# Motion of wobbling plates [closed]

This is a common phenomenon that I observe whilst preparing a meal. Assume that we have a plate of diameter $r$ and we drop it when there is an angle $\theta$ between it and the table and we also apply a force $F$ at the side of the plate.

Suppose that the gravitational acceleration is $g$ how can we determine this plates "wobbling" frequency, how this frequency depends on time and when would this motion stop?

https://drive.google.com/open?id=0B2pRI_pd_h4-WW5ZaHJHay0zQW8 video of the action called as "wobbling"

• Welcome to Physics SE! Please note that we don't answer homework or worked example type questions. Please see this Meta post on asking homework/exercise questions and this Meta post for "check my work" problems. – Yashas Mar 1 '17 at 15:00
• This is not actually a homework question. I have gave letters just for the ease of discussion. – user147133 Mar 1 '17 at 15:01
• Richard Feynman wrestled with a similar problem, although his plate was wobbling in the air while spinning. If you can get this article from the American Journal of Physics 75, 665 (2007), it undoubtedly will help you understand the complexity of this problem: aapt.scitation.org/doi/abs/10.1119/1.2402156?journalCode=ajp – Ernie Mar 1 '17 at 15:16
• Unfortunately I cannot. Which link I click on the site you suggested it comes back to the actual website you gave. – user147133 Mar 1 '17 at 15:51
• Possible duplicate of What is the physics of a spinning coin? – John Rennie Mar 2 '17 at 10:17

## 1 Answer

The frequency of the wobbling plate (or the spinning coin) is an interesting problem. We can make certain idealized assumptions to compute the frequency as a function of angle of tilt; as the plate loses energy through friction, the angle of tilt will decrease and this will affect the frequency.

The problem is known as "Euler's disk", and a detailed analysis of the motion is given on this page - the conclusion is that the rate of rotation as a function of angle $\theta$ is given by

$$\omega = \sqrt{\frac{4g}{r\sin\theta}}$$

Which makes sense given our observation that the rate of wobble goes up as the plate settles down.
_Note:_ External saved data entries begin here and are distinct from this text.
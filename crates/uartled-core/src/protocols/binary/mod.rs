//! Binary frame decoding.
//!
//! A frame is exactly two bytes: the LED selector (`0..=3` for `Led1..Led4`)
//! followed by the state selector (`0` on, `1` off). Any other length or value
//! is rejected; the length is checked before any byte is read, so over-long
//! frames carrying a second pipelined command are never partially accepted.
//!
//! Decoding is pure: no allocation, no I/O, no shared state. Offsets live in
//! `layout`, bounds-checked access in `reader`.

pub mod error;
pub mod layout;
pub mod parser;
pub mod reader;

pub use error::FrameError;
pub use parser::{decode_command, encode_frame, parse_frame};
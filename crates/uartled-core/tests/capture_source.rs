use std::fs;
use std::io::Cursor;
use std::path::PathBuf;
use std::time::{SystemTime, UNIX_EPOCH};

use uartled_core::{
    CaptureFileSource, CaptureSource, FrameProtocol, FrameSource, SourceError,
    analyze_capture_file,
};

fn repo_root() -> PathBuf {
    PathBuf::from(env!("CARGO_MANIFEST_DIR"))
        .join("..")
        .join("..")
}

#[test]
fn capture_source_reads_frames_from_fixture() {
    let path = repo_root()
        .join("tests")
        .join("golden")
        .join("binary")
        .join("input.frames");
    let mut source = CaptureFileSource::open(&path).unwrap();

    let mut frames = 0;
    while let Some(event) = source.next_frame().unwrap() {
        assert_eq!(event.protocol, FrameProtocol::Binary);
        assert!(event.ts.is_some());
        frames += 1;
    }

    assert_eq!(frames, 8);
}

#[test]
fn capture_source_reports_line_numbers() {
    let capture = "# header\n\nbin 00 01\r\ntxt esp led1 on\n";
    let mut source = CaptureSource::new(Cursor::new(capture));

    let first = source.next_frame().unwrap().unwrap();
    assert_eq!(first.line, 3);
    assert_eq!(first.data, vec![0x00, 0x01]);

    let second = source.next_frame().unwrap().unwrap();
    assert_eq!(second.line, 4);
    assert_eq!(second.protocol, FrameProtocol::Text);

    assert!(source.next_frame().unwrap().is_none());
}

#[test]
fn capture_source_rejects_malformed_line() {
    let mut source = CaptureSource::new(Cursor::new("bin 00 01\nbin 0q\n"));
    assert!(source.next_frame().unwrap().is_some());

    let err = source.next_frame().unwrap_err();
    assert!(matches!(err, SourceError::Capture { line: 2, .. }));
    assert!(err.to_string().contains("invalid hex byte '0q'"));
}

fn temp_capture_path(prefix: &str) -> PathBuf {
    let unique = SystemTime::now()
        .duration_since(UNIX_EPOCH)
        .unwrap()
        .as_nanos();
    std::env::temp_dir().join(format!("{prefix}_{unique}.frames"))
}

#[test]
fn capture_source_keeps_non_utf8_text_payload() {
    let capture: &[u8] = b"bin 00 00\ntxt esp led1 \xff\n\tbin 03 01\n";
    let mut source = CaptureSource::new(Cursor::new(capture));

    assert_eq!(source.next_frame().unwrap().unwrap().data, vec![0x00, 0x00]);

    let garbage = source.next_frame().unwrap().unwrap();
    assert_eq!(garbage.line, 2);
    assert_eq!(garbage.protocol, FrameProtocol::Text);
    assert_eq!(garbage.data, b"esp led1 \xff".to_vec());

    let last = source.next_frame().unwrap().unwrap();
    assert_eq!(last.line, 3);
    assert_eq!(last.data, vec![0x03, 0x01]);
    assert!(source.next_frame().unwrap().is_none());
}

#[test]
fn replay_survives_non_utf8_line() {
    let path = temp_capture_path("uartled_garbage");
    fs::write(&path, b"bin 00 00\ntxt esp led1 \xff\n1700000000\tbin 03 01\n").unwrap();

    let report = analyze_capture_file(&path);
    let _ = fs::remove_file(&path);
    let report = report.unwrap();

    let summary = report.capture_summary.unwrap();
    assert_eq!(summary.frames_total, 3);
    assert_eq!(summary.frames_decoded, 2);
    assert_eq!(summary.frames_rejected, 1);
    assert_eq!(report.rejections[0].id, "UL-TEXT-STATE");
    assert_eq!(report.rejections[0].examples.len(), 1);
    assert!(report.rejections[0].examples[0].starts_with("line 2: "));
}

#[test]
fn capture_source_rejects_missing_file() {
    let path = temp_capture_path("uartled_missing");
    let _ = fs::remove_file(&path);

    let err = match CaptureFileSource::open(&path) {
        Ok(_) => panic!("expected missing file to be rejected"),
        Err(err) => err,
    };
    assert!(matches!(err, SourceError::Io(_)));
}
use serde::{Deserialize, Serialize};

use crate::command::{Led, LedState};
use crate::protocols::FrameProtocol;

/// Current report schema version.
pub const REPORT_VERSION: u32 = 1;
/// Default timestamp used when no capture time is available.
pub const DEFAULT_GENERATED_AT: &str = "1970-01-01T00:00:00Z";

/// Replay report with deterministic ordering.
///
/// # Examples
/// ```
/// use uartled_core::make_stub_report;
///
/// let report = make_stub_report("bench.frames", 123);
/// assert_eq!(report.report_version, uartled_core::REPORT_VERSION);
/// assert!(report.rejections.is_empty());
/// ```
#[derive(Debug, Clone, Serialize, Deserialize)]
pub struct Report {
    /// Report schema version (not the binary version).
    pub report_version: u32,
    /// Tool identification metadata.
    pub tool: ToolInfo,
    /// RFC3339 timestamp of the last recorded frame, or the epoch.
    pub generated_at: String,
    /// Input capture metadata.
    pub input: InputInfo,
    /// Frame totals (absent on a stub report).
    #[serde(skip_serializing_if = "Option::is_none")]
    pub capture_summary: Option<CaptureSummary>,
    /// One entry per LED, in `Led1..Led4` order.
    pub leds: Vec<LedSummary>,
    /// Rejected frames grouped by protocol and error id.
    pub rejections: Vec<RejectionSummary>,
}

/// Tool metadata embedded in reports.
#[derive(Debug, Clone, Serialize, Deserialize)]
pub struct ToolInfo {
    pub name: String,
    pub version: String,
}

/// Input capture metadata embedded in reports.
#[derive(Debug, Clone, Serialize, Deserialize)]
pub struct InputInfo {
    /// Input path as provided to the analyzer.
    pub path: String,
    /// Input size in bytes.
    pub bytes: u64,
}

/// Frame totals and time bounds of a capture.
#[derive(Debug, Clone, Serialize, Deserialize)]
pub struct CaptureSummary {
    pub frames_total: u64,
    pub frames_decoded: u64,
    pub frames_rejected: u64,
    /// RFC3339 timestamp of the earliest frame (if recorded).
    #[serde(skip_serializing_if = "Option::is_none")]
    pub time_start: Option<String>,
    /// RFC3339 timestamp of the latest frame (if recorded).
    #[serde(skip_serializing_if = "Option::is_none")]
    pub time_end: Option<String>,
}

/// Commands applied to one LED during the replay.
#[derive(Debug, Clone, Serialize, Deserialize)]
pub struct LedSummary {
    pub led: Led,
    /// Number of decoded commands addressed to this LED.
    pub commands: u64,
    /// State after the last command; absent when never commanded.
    #[serde(skip_serializing_if = "Option::is_none")]
    pub state: Option<LedState>,
}

/// Aggregated rejections sharing a protocol and error id.
#[derive(Debug, Clone, Serialize, Deserialize)]
pub struct RejectionSummary {
    pub protocol: FrameProtocol,
    /// Stable error identifier (e.g., `UL-FRAME-LED`).
    pub id: String,
    /// Human-readable description of the error class.
    pub message: String,
    pub count: u64,
    /// At most three examples, formatted as `line N[ @ ts]: detail`.
    #[serde(default, skip_serializing_if = "Vec::is_empty")]
    pub examples: Vec<String>,
}

/// Build a stub report with base fields filled and empty aggregates.
pub fn make_stub_report(input_path: &str, input_bytes: u64) -> Report {
    Report {
        report_version: REPORT_VERSION,
        tool: ToolInfo {
            name: "uartled".to_string(),
            version: env!("CARGO_PKG_VERSION").to_string(),
        },
        generated_at: DEFAULT_GENERATED_AT.to_string(),
        input: InputInfo {
            path: input_path.to_string(),
            bytes: input_bytes,
        },
        capture_summary: None,
        leds: vec![],
        rejections: vec![],
    }
}
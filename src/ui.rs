use crate::models::{default_dob, field_text, Sex, SubjectOption};
use crate::nav::Mode;
use crate::storage::Record;
use chrono::NaiveDate;

#[derive(Debug, Clone, Copy, PartialEq, Eq)]
pub enum NoticeKind {
    Success,
    Error,
    Warning,
    Info,
}

impl NoticeKind {
    fn class(self) -> &'static str {
        match self {
            NoticeKind::Success => "notice success",
            NoticeKind::Error => "notice error",
            NoticeKind::Warning => "notice warning",
            NoticeKind::Info => "notice info",
        }
    }
}

/// A one-line status message shown above the form or table.
#[derive(Debug, Clone)]
pub struct Notice {
    pub kind: NoticeKind,
    pub message: String,
}

impl Notice {
    pub fn success(message: impl Into<String>) -> Self {
        Self {
            kind: NoticeKind::Success,
            message: message.into(),
        }
    }

    pub fn error(message: impl Into<String>) -> Self {
        Self {
            kind: NoticeKind::Error,
            message: message.into(),
        }
    }

    pub fn warning(message: impl Into<String>) -> Self {
        Self {
            kind: NoticeKind::Warning,
            message: message.into(),
        }
    }

    pub fn info(message: impl Into<String>) -> Self {
        Self {
            kind: NoticeKind::Info,
            message: message.into(),
        }
    }

    fn render(&self) -> String {
        format!(
            r#"<div class="{}" role="status">{}</div>"#,
            self.kind.class(),
            escape_html(&self.message)
        )
    }
}

pub const NO_SUBJECTS_WARNING: &str = "No subjects available. Please add subjects first.";
pub const NO_SUBJECTS_INFO: &str = "No subjects found. Please add some subjects to begin.";
pub const NO_SESSIONS_INFO: &str = "No sessions found. Please log some sessions.";

pub fn render_add_subject(notice: Option<&Notice>) -> String {
    let sex_options: String = Sex::ALL
        .iter()
        .map(|sex| {
            let selected = if *sex == Sex::default() { " selected" } else { "" };
            format!(r#"<option value="{0}"{selected}>{0}</option>"#, sex.as_str())
        })
        .collect();

    let form = SUBJECT_FORM_HTML
        .replace("{{DOB}}", &default_dob().to_string())
        .replace("{{SEX_OPTIONS}}", &sex_options);

    render_page(Mode::AddSubject, notice, &form)
}

/// With no subjects the page carries a warning and no form.
pub fn render_add_session(
    options: &[SubjectOption],
    today: NaiveDate,
    notice: Option<&Notice>,
) -> String {
    if options.is_empty() {
        let warning = Notice::warning(NO_SUBJECTS_WARNING);
        return render_page(Mode::AddSession, Some(&warning), "");
    }

    let subject_options: String = options
        .iter()
        .map(|option| {
            let label = escape_html(&option.label);
            format!(r#"<option value="{label}">{label}</option>"#)
        })
        .collect();

    let form = SESSION_FORM_HTML
        .replace("{{TODAY}}", &today.to_string())
        .replace("{{SUBJECT_OPTIONS}}", &subject_options);

    render_page(Mode::AddSession, notice, &form)
}

pub fn render_subjects(records: &[Record]) -> String {
    render_collection(Mode::ViewSubjects, records, NO_SUBJECTS_INFO)
}

pub fn render_sessions(records: &[Record]) -> String {
    render_collection(Mode::ViewSessions, records, NO_SESSIONS_INFO)
}

fn render_collection(mode: Mode, records: &[Record], empty_message: &str) -> String {
    if records.is_empty() {
        let info = Notice::info(empty_message);
        return render_page(mode, Some(&info), "");
    }
    render_page(mode, None, &render_table(records))
}

/// One row per record, one column per field name in order of first
/// appearance, plus a leading row index.
fn render_table(records: &[Record]) -> String {
    let mut columns: Vec<&str> = Vec::new();
    for record in records {
        for key in record.keys() {
            if !columns.contains(&key.as_str()) {
                columns.push(key);
            }
        }
    }

    let mut html = String::from(r#"<table class="records"><thead><tr><th></th>"#);
    for column in &columns {
        html.push_str(&format!("<th>{}</th>", escape_html(column)));
    }
    html.push_str("</tr></thead><tbody>");

    for (index, record) in records.iter().enumerate() {
        html.push_str(&format!(r#"<tr><th scope="row">{index}</th>"#));
        for column in &columns {
            let text = record.get(*column).map(field_text).unwrap_or_default();
            html.push_str(&format!("<td>{}</td>", escape_html(&text)));
        }
        html.push_str("</tr>");
    }

    html.push_str("</tbody></table>");
    html
}

fn render_page(active: Mode, notice: Option<&Notice>, body: &str) -> String {
    let nav: String = Mode::ALL
        .iter()
        .map(|mode| {
            let current = if *mode == active {
                r#" class="active" aria-current="page""#
            } else {
                ""
            };
            format!(
                r#"<li><a href="{}"{current}>{}</a></li>"#,
                mode.path(),
                mode.label()
            )
        })
        .collect();

    let mut content = notice.map(Notice::render).unwrap_or_default();
    content.push_str(body);

    // Content goes in last so user text is never scanned for placeholders.
    LAYOUT_HTML
        .replace("{{NAV}}", &nav)
        .replace("{{HEADING}}", active.heading())
        .replace("{{DESCRIPTION}}", active.description())
        .replace("{{CONTENT}}", &content)
}

pub fn escape_html(text: &str) -> String {
    let mut escaped = String::with_capacity(text.len());
    for ch in text.chars() {
        match ch {
            '&' => escaped.push_str("&amp;"),
            '<' => escaped.push_str("&lt;"),
            '>' => escaped.push_str("&gt;"),
            '"' => escaped.push_str("&quot;"),
            '\'' => escaped.push_str("&#39;"),
            _ => escaped.push(ch),
        }
    }
    escaped
}

const SUBJECT_FORM_HTML: &str = r#"<form class="entry" method="post" action="/subjects">
        <label>Subject ID <input type="text" name="id" /></label>
        <label>Name <input type="text" name="name" /></label>
        <label>Date of Birth <input type="date" name="dob" value="{{DOB}}" required /></label>
        <label>Sex <select name="sex">{{SEX_OPTIONS}}</select></label>
        <button type="submit">Add Subject</button>
      </form>"#;

const SESSION_FORM_HTML: &str = r#"<form class="entry" method="post" action="/sessions">
        <label>Select Subject <select name="subject">{{SUBJECT_OPTIONS}}</select></label>
        <label>Session Date <input type="date" name="session_date" value="{{TODAY}}" required /></label>
        <label>Experimental Condition <input type="text" name="condition" placeholder="e.g., High Contrast, Low Light, etc." /></label>
        <label>Notes <textarea name="notes" rows="4" placeholder="Enter any observations or additional details about the session."></textarea></label>
        <button type="submit">Add Session</button>
      </form>"#;

const LAYOUT_HTML: &str = r#"<!DOCTYPE html>
<html lang="en">
<head>
  <meta charset="UTF-8" />
  <meta name="viewport" content="width=device-width, initial-scale=1.0" />
  <title>Visual Perception Experiment for Rats</title>
  <style>
    :root {
      --bg: #f6f4ef;
      --ink: #2b2a28;
      --muted: #6b645d;
      --accent: #2f4858;
      --card: #ffffff;
      --line: rgba(47, 72, 88, 0.12);
    }

    * {
      box-sizing: border-box;
    }

    body {
      margin: 0;
      min-height: 100vh;
      display: grid;
      grid-template-columns: 220px 1fr;
      background: var(--bg);
      color: var(--ink);
      font-family: "Trebuchet MS", sans-serif;
    }

    aside {
      background: var(--accent);
      color: white;
      padding: 28px 18px;
    }

    aside h2 {
      margin: 0 0 4px;
      font-size: 1.2rem;
    }

    aside p {
      margin: 0 0 14px;
      font-size: 0.85rem;
      opacity: 0.8;
    }

    aside ul {
      list-style: none;
      margin: 0;
      padding: 0;
      display: grid;
      gap: 6px;
    }

    aside a {
      display: block;
      padding: 8px 12px;
      border-radius: 10px;
      color: white;
      text-decoration: none;
    }

    aside a.active {
      background: white;
      color: var(--accent);
      font-weight: 600;
    }

    main {
      padding: 36px;
      display: grid;
      gap: 18px;
      align-content: start;
      max-width: 960px;
    }

    h1 {
      margin: 0;
      font-family: "Georgia", serif;
    }

    .subtitle {
      margin: 0;
      color: var(--muted);
    }

    .entry {
      display: grid;
      gap: 14px;
      background: var(--card);
      padding: 22px;
      border-radius: 16px;
      border: 1px solid var(--line);
    }

    .entry label {
      display: grid;
      gap: 6px;
      font-weight: 600;
    }

    .entry input,
    .entry select,
    .entry textarea {
      font: inherit;
      padding: 8px 10px;
      border: 1px solid var(--line);
      border-radius: 8px;
    }

    button {
      justify-self: start;
      border: none;
      border-radius: 999px;
      padding: 10px 20px;
      font: inherit;
      font-weight: 600;
      background: var(--accent);
      color: white;
      cursor: pointer;
    }

    .notice {
      padding: 12px 16px;
      border-radius: 10px;
    }

    .notice.success {
      background: #e3f3e8;
      color: #2d7a4b;
    }

    .notice.error {
      background: #fbe4e1;
      color: #c63b2b;
    }

    .notice.warning {
      background: #fdf1d6;
      color: #8a6412;
    }

    .notice.info {
      background: #e2edf5;
      color: #2f5f86;
    }

    table.records {
      border-collapse: collapse;
      background: var(--card);
    }

    table.records th,
    table.records td {
      padding: 8px 12px;
      border: 1px solid var(--line);
      text-align: left;
    }
  </style>
</head>
<body>
  <aside>
    <h2>Navigation</h2>
    <p>Select Action</p>
    <ul>{{NAV}}</ul>
  </aside>
  <main>
    <header>
      <h1>Visual Perception Experiment for Rats</h1>
      <p class="subtitle">MPI Florida</p>
    </header>
    <p>Welcome to the experiment logging application for our Visual Perception Experiment conducted at MPI Florida.
      In this study, we investigate how rats respond to various visual stimuli under different experimental conditions.
      Use the sidebar to navigate and log new subjects or sessions, and to view the recorded data.</p>
    <section>
      <h2>{{HEADING}}</h2>
      <p class="subtitle">{{DESCRIPTION}}</p>
    </section>
    {{CONTENT}}
  </main>
</body>
</html>
"#;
The damping is a difficult question - according to wikipedia the problem was addressed in a Nature article by Moffatt, who showed that the spinning time is indeed finite, and scales with the third power of the initial angle. It's not clear to me whether that is the definitive answer - there is some disagreement on whether the dissipation is due to viscous effects or rolling friction.